> Task goal: Word for word, output the data that follows.

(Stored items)
//! Module for parsing date-like text.

use chrono::{DateTime, NaiveDate, NaiveDateTime, TimeZone, Utc};

/// Parse a date string against a prioritized list of formats.
///
/// Each format is attempted as a zoned datetime, then as a naive datetime
/// assumed to be UTC, then as a bare date at midnight UTC. When no format
/// matches (or none are configured), standard UTC forms are tried: RFC
/// 3339, `%Y-%m-%dT%H:%M:%S`, and `%Y-%m-%d`.
#[must_use]
pub fn parse_date_string(s: &str, formats: &[&str]) -> Option<DateTime<Utc>> {
    let trimmed = s.trim();
    if trimmed.is_empty() {
        return None;
    }

    for format in formats {
        if let Ok(zoned) = DateTime::parse_from_str(trimmed, format) {
            return Some(zoned.with_timezone(&Utc));
        }
        if let Ok(naive) = NaiveDateTime::parse_from_str(trimmed, format) {
            return Some(Utc.from_utc_datetime(&naive));
        }
        if let Ok(date) = NaiveDate::parse_from_str(trimmed, format) {
            return midnight_utc(date);
        }
    }

    // Standard UTC fallback chain
    if let Ok(zoned) = DateTime::parse_from_rfc3339(trimmed) {
        return Some(zoned.with_timezone(&Utc));
    }
    if let Ok(naive) = NaiveDateTime::parse_from_str(trimmed, "%Y-%m-%dT%H:%M:%S") {
        return Some(Utc.from_utc_datetime(&naive));
    }
    if let Ok(date) = NaiveDate::parse_from_str(trimmed, "%Y-%m-%d") {
        return midnight_utc(date);
    }

    None
}

fn midnight_utc(date: NaiveDate) -> Option<DateTime<Utc>> {
    date.and_hms_opt(0, 0, 0)
        .map(|naive| Utc.from_utc_datetime(&naive))
}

> Result of this task:
//! Module for parsing date-like text.

use chrono::{DateTime, NaiveDate, NaiveDateTime, TimeZone, Utc};

/// Parse a date string against a prioritized list of formats.
///
/// Each format is attempted as a zoned datetime, then as a naive datetime
/// assumed to be UTC, then as a bare date at midnight UTC. When no format
/// matches (or none are configured), standard UTC forms are tried: RFC
/// 3339, `%Y-%m-%dT%H:%M:%S`, and `%Y-%m-%d`.
#[must_use]
pub fn parse_date_string(s: &str, formats: &[&str]) -> Option<DateTime<Utc>> {
    let trimmed = s.trim();
    if trimmed.is_empty() {
        return None;
    }

    for format in formats {
        if let Ok(zoned) = DateTime::parse_from_str(trimmed, format) {
            return Some(zoned.with_timezone(&Utc));
        }
        if let Ok(naive) = NaiveDateTime::parse_from_str(trimmed, format) {
            return Some(Utc.from_utc_datetime(&naive));
        }
        if let Ok(date) = NaiveDate::parse_from_str(trimmed, format) {
            return midnight_utc(date);
        }
    }

    // Standard UTC fallback chain
    if let Ok(zoned) = DateTime::parse_from_rfc3339(trimmed) {
        return Some(zoned.with_timezone(&Utc));
    }
    if let Ok(naive) = NaiveDateTime::parse_from_str(trimmed, "%Y-%m-%dT%H:%M:%S") {
        return Some(Utc.from_utc_datetime(&naive));
    }
    if let Ok(date) = NaiveDate::parse_from_str(trimmed, "%Y-%m-%d") {
        return midnight_utc(date);
    }

    None
}

fn midnight_utc(date: NaiveDate) -> Option<DateTime<Utc>> {
    date.and_hms_opt(0, 0, 0)
        .map(|naive| Utc.from_utc_datetime(&naive))
}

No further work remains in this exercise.